Recently, the concept of the interdependence of angiogenesis and inflammation has been extended to include oxidative stress [26]. Oxidative stress can be caused by excessive generation of ROS but also by an ineffective antioxidant system, which leads to molecular damage. Since ROS are necessary in the initial stages of thyroid hormone production, the thyroid gland is particularly exposed to oxidative stress [27]. Moreover, in mouse models, oxidative damage was observed much more frequently in the thyroid gland than in other organs [28]. Thus, in the thyroid, antioxidant defense enzymes must effectively regulate the production and removal of ROS [29], otherwise oxidative stress may impair autotolerance and consequently lead to thyroid autoimmune dysfunction [30]. Our study noted that subjects with AITD have high levels of all analyzed parameters of oxidative stress compared to healthy subjects. A significant increase in O_2_^−^ and TBARS concentrations was recorded in subjects with GD compared to both healthy controls and subjects with HT. When it comes to antioxidant protection, subjects with AITD showed lower activity of antioxidant protection enzymes. All analyzed parameters of antioxidant protection (SOD, CAT, and GSH) had reduced activity in subjects with HT compared to healthy controls. These results are consistent with previous research indicating that hypothyroidism contributes to oxidative stress through an ineffective antioxidant defense system; this is in contrast to hyperthyroidism, where increased ROS production promotes oxidative stress and oxidative damage to thyroid cells [31]. Excessive production of ROS can cause the production of pro-inflammatory cytokines, and the available literature shows that inflammation and oxidative stress can further lead to the activation of angiogenesis [32]. Bearing this in mind, we also evaluated the relationship of prooxidative/antioxidant parameters with Ang-2 in subjects with AITD and healthy controls. A significant positive correlation of Ang-2 with oxidative stress parameters indicates a close connection between redox imbalance and angiogenesis. In subjects with HT, a positive relationship of Ang-2 with H_2_O_2_ and NO was recorded, while in GD, Ang-2 significantly positively correlated with O_2_^−^ and TBARS. At the same time, in subjects with GD, a negative correlation of Ang-2 with the activities of antioxidant enzymes (SOD and CAT) was observed.

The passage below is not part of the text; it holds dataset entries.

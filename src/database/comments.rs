use sqlx::PgPool;
use uuid::Uuid;

use super::models::Comment;

/// Typed accessor for the comments table.
pub struct CommentRepo {
    pool: PgPool,
}

impl CommentRepo {
    pub fn new(pool: PgPool) -> Self {
        Self { pool }
    }

    pub async fn find_by_id(&self, id: Uuid) -> Result<Option<Comment>, sqlx::Error> {
        sqlx::query_as::<_, Comment>("SELECT * FROM comments WHERE id = $1")
            .bind(id)
            .fetch_optional(&self.pool)
            .await
    }

    pub async fn insert(
        &self,
        post_id: Uuid,
        author_id: Uuid,
        content: &str,
    ) -> Result<Comment, sqlx::Error> {
        sqlx::query_as::<_, Comment>(
            r#"
            INSERT INTO comments (content, post_id, author_id)
            VALUES ($1, $2, $3)
            RETURNING *
            "#,
        )
        .bind(content)
        .bind(post_id)
        .bind(author_id)
        .fetch_one(&self.pool)
        .await
    }

    pub async fn update_content(
        &self,
        id: Uuid,
        content: &str,
    ) -> Result<Option<Comment>, sqlx::Error> {
        sqlx::query_as::<_, Comment>(
            "UPDATE comments SET content = $2, updated_at = now() WHERE id = $1 RETURNING *",
        )
        .bind(id)
        .bind(content)
        .fetch_optional(&self.pool)
        .await
    }

    pub async fn delete(&self, id: Uuid) -> Result<u64, sqlx::Error> {
        let result = sqlx::query("DELETE FROM comments WHERE id = $1")
            .bind(id)
            .execute(&self.pool)
            .await?;
        Ok(result.rows_affected())
    }

    /// Newest-first comments for one post.
    pub async fn list_for_post(&self, post_id: Uuid) -> Result<Vec<Comment>, sqlx::Error> {
        sqlx::query_as::<_, Comment>(
            "SELECT * FROM comments WHERE post_id = $1 ORDER BY created_at DESC",
        )
        .bind(post_id)
        .fetch_all(&self.pool)
        .await
    }
}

Taken together, our results strongly support the concept of a functional association of angiogenesis, inflammation, and oxidative stress in the pathophysiology of AITD. The chronic inflammation characteristic of these disorders promotes increased production of ROS, which leads to redox imbalance and depletion of antioxidant defenses [33]. Such a pro-oxidant environment may further activate endothelial cells and angiogenic signaling pathways, including the Ang-2/Tie-2 axis, thereby enhancing vascular permeability and recruitment of inflammatory cells to the thyroid tissue [34]. At the same time, Ang-2 acts as an important modulator of inflammation, increasing the sensitivity of the endothelium to pro-inflammatory cytokines, thereby establishing a vicious circle in which inflammation, oxidative stress, and angiogenesis reinforce each other and contribute to the progression of autoimmune damage to the thyroid gland [15,34] (Figure 9).
4. Materials and Methods
4.1. Study Design and Study Population
The research was conducted in the form of a cross-sectional clinical observational study that included 183 subjects of both sexes with AITD examined in the Department of Nuclear Medicine of the University Clinical Center Kragujevac. Subjects with AITD were divided into two groups, namely: subjects with a diagnosis of HT and subjects with a diagnosis of GD. The group of subjects with HT included 97 newly diagnosed subjects with elevated concentrations of thyroid-stimulating hormone (TSH), normal/low concentrations of fT4, positive TPO-Ab and/or antibodies to thyroglobulin (Tg-Ab), and in whom replacement therapy has not yet been introduced. The group of subjects with GD included 86 subjects with low concentrations of TSH, normal/high concentrations of fT4, and positive antibodies to TSHR-Ab before the introduction of thyro-suppressive therapy. A control group consisting of 76 healthy subjects without a prior diagnosis of acute or chronic inflammatory disease, autoimmune disease, or malignant disease was analyzed in parallel.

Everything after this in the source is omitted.